**WORK REQUIRED:**
Below are records to write out again, exactly as they read.

=======

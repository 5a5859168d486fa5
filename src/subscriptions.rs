//! Live feeds from the document store into local state.
//!
//! One task per subscription drains the channel's snapshot stream and hands
//! each snapshot to its owner: sensor snapshots to the [`SensorService`],
//! actuator snapshots to the [`ActuatorBoard`]. Snapshots on one channel are
//! applied in the order the store emits them.

use std::{
    collections::HashMap,
    sync::{
        atomic::{AtomicU64, Ordering},
        Arc, Mutex, MutexGuard, PoisonError, RwLock,
    },
};

use tokio::task::AbortHandle;
use tracing::{debug, error, info};

use crate::{
    actuators::ActuatorBoard,
    channels::{Channel, Channels},
    errors::FeedError,
    sensors::SensorService,
    store::{actuator_path, sensor_path, DocumentStore},
};

/// Called with the channel id when a feed fails. The feed is closed
/// afterwards; re-subscribing is up to the caller.
pub type FaultHandler = Arc<dyn Fn(&str, &FeedError) + Send + Sync>;

#[derive(Debug, Clone, Copy, PartialEq, Eq, Hash)]
pub struct SubscriptionId(u64);

/// Identifies one open feed. Releasing it twice is harmless.
#[derive(Debug, Clone, PartialEq, Eq)]
pub struct SubscriptionHandle {
    id: SubscriptionId,
    channel: String,
}

impl SubscriptionHandle {
    pub fn id(&self) -> SubscriptionId {
        self.id
    }

    pub fn channel(&self) -> &str {
        &self.channel
    }
}

fn log_fault() -> FaultHandler {
    Arc::new(|channel: &str, e: &FeedError| {
        error!(channel = %channel, error = %e, "Live feed failed");
    })
}

#[derive(Clone)]
pub struct SubscriptionManager<S> {
    inner: Arc<Inner<S>>,
}

struct Inner<S> {
    store: S,
    channels: Channels,
    sensors: SensorService<S>,
    actuators: ActuatorBoard,
    fault_handler: Arc<RwLock<FaultHandler>>,
    tasks: Mutex<HashMap<SubscriptionId, AbortHandle>>,
    next_id: AtomicU64,
}

impl<S: DocumentStore> SubscriptionManager<S> {
    pub fn new(
        store: S,
        channels: Channels,
        sensors: SensorService<S>,
        actuators: ActuatorBoard,
    ) -> Self {
        Self {
            inner: Arc::new(Inner {
                store,
                channels,
                sensors,
                actuators,
                fault_handler: Arc::new(RwLock::new(log_fault())),
                tasks: Mutex::new(HashMap::new()),
                next_id: AtomicU64::new(0),
            }),
        }
    }

    /// Replace the handler notified when a feed fails (default: log at error).
    pub fn set_fault_handler(&self, handler: FaultHandler) {
        *self
            .inner
            .fault_handler
            .write()
            .unwrap_or_else(PoisonError::into_inner) = handler;
    }

    fn tasks(&self) -> MutexGuard<'_, HashMap<SubscriptionId, AbortHandle>> {
        self.inner.tasks.lock().unwrap_or_else(PoisonError::into_inner)
    }

    /// Open a live feed for `channel_id` (a sensor or an actuator id).
    pub fn subscribe(&self, channel_id: &str) -> Result<SubscriptionHandle, FeedError> {
        let channel = self
            .inner
            .channels
            .resolve(channel_id)
            .ok_or_else(|| FeedError::UnknownChannel(channel_id.to_owned()))?;

        let id = SubscriptionId(self.inner.next_id.fetch_add(1, Ordering::Relaxed));
        let task = tokio::spawn(run_feed(
            channel,
            self.inner.store.clone(),
            self.inner.sensors.clone(),
            self.inner.actuators.clone(),
            self.inner.fault_handler.clone(),
        ));
        let mut tasks = self.tasks();
        // Feeds that ended on a fault are not released by anyone else.
        tasks.retain(|_, task| !task.is_finished());
        tasks.insert(id, task.abort_handle());
        drop(tasks);

        info!(channel = %channel_id, subscription = id.0, "Subscribed");
        Ok(SubscriptionHandle {
            id,
            channel: channel_id.to_owned(),
        })
    }

    /// Close the feed behind `handle`. Returns `false` if it was already
    /// closed, by an earlier call or by a fault; never fails.
    pub fn unsubscribe(&self, handle: &SubscriptionHandle) -> bool {
        match self.tasks().remove(&handle.id) {
            Some(task) => {
                task.abort();
                info!(channel = %handle.channel, subscription = handle.id.0, "Unsubscribed");
                true
            }
            None => false,
        }
    }

    /// Whether the feed behind `handle` is still delivering snapshots.
    pub fn is_active(&self, handle: &SubscriptionHandle) -> bool {
        self.tasks()
            .get(&handle.id)
            .is_some_and(|task| !task.is_finished())
    }

    pub fn active_count(&self) -> usize {
        self.tasks().values().filter(|t| !t.is_finished()).count()
    }

    /// Start a scope whose feeds are all closed when it is dropped.
    pub fn scope(&self) -> SubscriptionScope<S> {
        SubscriptionScope {
            manager: self.clone(),
            handles: Vec::new(),
        }
    }
}

async fn run_feed<S: DocumentStore>(
    channel: Channel,
    store: S,
    sensors: SensorService<S>,
    actuators: ActuatorBoard,
    fault_handler: Arc<RwLock<FaultHandler>>,
) {
    let path = match &channel {
        Channel::Sensor(s) => sensor_path(&s.id),
        Channel::Actuator(id) => actuator_path(id),
    };
    let mut feed = store.observe(&path);

    while let Some(event) = feed.next().await {
        match event {
            Ok(snapshot) => match &channel {
                Channel::Sensor(sensor) => {
                    sensors.apply_snapshot(sensor, &snapshot).await;
                }
                Channel::Actuator(id) => {
                    actuators.reconcile(id, &snapshot).await;
                }
            },
            Err(e) => {
                let handler = fault_handler
                    .read()
                    .unwrap_or_else(PoisonError::into_inner)
                    .clone();
                handler(channel.id(), &e);
                return;
            }
        }
    }

    debug!(channel = %channel.id(), "Feed ended");
}

/// Feeds held on behalf of one consumer. Dropping the scope releases every
/// feed it opened, on every exit path.
pub struct SubscriptionScope<S: DocumentStore> {
    manager: SubscriptionManager<S>,
    handles: Vec<SubscriptionHandle>,
}

impl<S: DocumentStore> SubscriptionScope<S> {
    pub fn subscribe(&mut self, channel_id: &str) -> Result<SubscriptionHandle, FeedError> {
        let handle = self.manager.subscribe(channel_id)?;
        self.handles.push(handle.clone());
        Ok(handle)
    }

    /// Subscribe to every configured channel.
    pub fn subscribe_all(&mut self) -> Result<(), FeedError> {
        let ids: Vec<String> = self
            .manager
            .inner
            .channels
            .all()
            .map(|c| c.id().to_owned())
            .collect();
        for id in ids {
            self.subscribe(&id)?;
        }
        Ok(())
    }

    pub fn handles(&self) -> &[SubscriptionHandle] {
        &self.handles
    }
}

impl<S: DocumentStore> Drop for SubscriptionScope<S> {
    fn drop(&mut self) {
        for handle in self.handles.drain(..) {
            self.manager.unsubscribe(&handle);
        }
    }
}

=======

**ANSWER SPACE:**
repository 5a5859168d486fa5
filename src/subscriptions.rs
//! Live feeds from the document store into local state.
//!
//! One task per subscription drains the channel's snapshot stream and hands
//! each snapshot to its owner: sensor snapshots to the [`SensorService`],
//! actuator snapshots to the [`ActuatorBoard`]. Snapshots on one channel are
//! applied in the order the store emits them.

use std::{
    collections::HashMap,
    sync::{
        atomic::{AtomicU64, Ordering},
        Arc, Mutex, MutexGuard, PoisonError, RwLock,
    },
};

use tokio::task::AbortHandle;
use tracing::{debug, error, info};

use crate::{
    actuators::ActuatorBoard,
    channels::{Channel, Channels},
    errors::FeedError,
    sensors::SensorService,
    store::{actuator_path, sensor_path, DocumentStore},
};

/// Called with the channel id when a feed fails. The feed is closed
/// afterwards; re-subscribing is up to the caller.
pub type FaultHandler = Arc<dyn Fn(&str, &FeedError) + Send + Sync>;

#[derive(Debug, Clone, Copy, PartialEq, Eq, Hash)]
pub struct SubscriptionId(u64);

/// Identifies one open feed. Releasing it twice is harmless.
#[derive(Debug, Clone, PartialEq, Eq)]
pub struct SubscriptionHandle {
    id: SubscriptionId,
    channel: String,
}

impl SubscriptionHandle {
    pub fn id(&self) -> SubscriptionId {
        self.id
    }

    pub fn channel(&self) -> &str {
        &self.channel
    }
}

fn log_fault() -> FaultHandler {
    Arc::new(|channel: &str, e: &FeedError| {
        error!(channel = %channel, error = %e, "Live feed failed");
    })
}

#[derive(Clone)]
pub struct SubscriptionManager<S> {
    inner: Arc<Inner<S>>,
}

struct Inner<S> {
    store: S,
    channels: Channels,
    sensors: SensorService<S>,
    actuators: ActuatorBoard,
    fault_handler: Arc<RwLock<FaultHandler>>,
    tasks: Mutex<HashMap<SubscriptionId, AbortHandle>>,
    next_id: AtomicU64,
}

impl<S: DocumentStore> SubscriptionManager<S> {
    pub fn new(
        store: S,
        channels: Channels,
        sensors: SensorService<S>,
        actuators: ActuatorBoard,
    ) -> Self {
        Self {
            inner: Arc::new(Inner {
                store,
                channels,
                sensors,
                actuators,
                fault_handler: Arc::new(RwLock::new(log_fault())),
                tasks: Mutex::new(HashMap::new()),
                next_id: AtomicU64::new(0),
            }),
        }
    }

    /// Replace the handler notified when a feed fails (default: log at error).
    pub fn set_fault_handler(&self, handler: FaultHandler) {
        *self
            .inner
            .fault_handler
            .write()
            .unwrap_or_else(PoisonError::into_inner) = handler;
    }

    fn tasks(&self) -> MutexGuard<'_, HashMap<SubscriptionId, AbortHandle>> {
        self.inner.tasks.lock().unwrap_or_else(PoisonError::into_inner)
    }

    /// Open a live feed for `channel_id` (a sensor or an actuator id).
    pub fn subscribe(&self, channel_id: &str) -> Result<SubscriptionHandle, FeedError> {
        let channel = self
            .inner
            .channels
            .resolve(channel_id)
            .ok_or_else(|| FeedError::UnknownChannel(channel_id.to_owned()))?;

        let id = SubscriptionId(self.inner.next_id.fetch_add(1, Ordering::Relaxed));
        let task = tokio::spawn(run_feed(
            channel,
            self.inner.store.clone(),
            self.inner.sensors.clone(),
            self.inner.actuators.clone(),
            self.inner.fault_handler.clone(),
        ));
        let mut tasks = self.tasks();
        // Feeds that ended on a fault are not released by anyone else.
        tasks.retain(|_, task| !task.is_finished());
        tasks.insert(id, task.abort_handle());
        drop(tasks);

        info!(channel = %channel_id, subscription = id.0, "Subscribed");
        Ok(SubscriptionHandle {
            id,
            channel: channel_id.to_owned(),
        })
    }

    /// Close the feed behind `handle`. Returns `false` if it was already
    /// closed, by an earlier call or by a fault; never fails.
    pub fn unsubscribe(&self, handle: &SubscriptionHandle) -> bool {
        match self.tasks().remove(&handle.id) {
            Some(task) => {
                task.abort();
                info!(channel = %handle.channel, subscription = handle.id.0, "Unsubscribed");
                true
            }
            None => false,
        }
    }

    /// Whether the feed behind `handle` is still delivering snapshots.
    pub fn is_active(&self, handle: &SubscriptionHandle) -> bool {
        self.tasks()
            .get(&handle.id)
            .is_some_and(|task| !task.is_finished())
    }

    pub fn active_count(&self) -> usize {
        self.tasks().values().filter(|t| !t.is_finished()).count()
    }

    /// Start a scope whose feeds are all closed when it is dropped.
    pub fn scope(&self) -> SubscriptionScope<S> {
        SubscriptionScope {
            manager: self.clone(),
            handles: Vec::new(),
        }
    }
}

async fn run_feed<S: DocumentStore>(
    channel: Channel,
    store: S,
    sensors: SensorService<S>,
    actuators: ActuatorBoard,
    fault_handler: Arc<RwLock<FaultHandler>>,
) {
    let path = match &channel {
        Channel::Sensor(s) => sensor_path(&s.id),
        Channel::Actuator(id) => actuator_path(id),
    };
    let mut feed = store.observe(&path);

    while let Some(event) = feed.next().await {
        match event {
            Ok(snapshot) => match &channel {
                Channel::Sensor(sensor) => {
                    sensors.apply_snapshot(sensor, &snapshot).await;
                }
                Channel::Actuator(id) => {
                    actuators.reconcile(id, &snapshot).await;
                }
            },
            Err(e) => {
                let handler = fault_handler
                    .read()
                    .unwrap_or_else(PoisonError::into_inner)
                    .clone();
                handler(channel.id(), &e);
                return;
            }
        }
    }

    debug!(channel = %channel.id(), "Feed ended");
}

/// Feeds held on behalf of one consumer. Dropping the scope releases every
/// feed it opened, on every exit path.
pub struct SubscriptionScope<S: DocumentStore> {
    manager: SubscriptionManager<S>,
    handles: Vec<SubscriptionHandle>,
}

impl<S: DocumentStore> SubscriptionScope<S> {
    pub fn subscribe(&mut self, channel_id: &str) -> Result<SubscriptionHandle, FeedError> {
        let handle = self.manager.subscribe(channel_id)?;
        self.handles.push(handle.clone());
        Ok(handle)
    }

    /// Subscribe to every configured channel.
    pub fn subscribe_all(&mut self) -> Result<(), FeedError> {
        let ids: Vec<String> = self
            .manager
            .inner
            .channels
            .all()
            .map(|c| c.id().to_owned())
            .collect();
        for id in ids {
            self.subscribe(&id)?;
        }
        Ok(())
    }

    pub fn handles(&self) -> &[SubscriptionHandle] {
        &self.handles
    }
}

impl<S: DocumentStore> Drop for SubscriptionScope<S> {
    fn drop(&mut self) {
        for handle in self.handles.drain(..) {
            self.manager.unsubscribe(&handle);
        }
    }
}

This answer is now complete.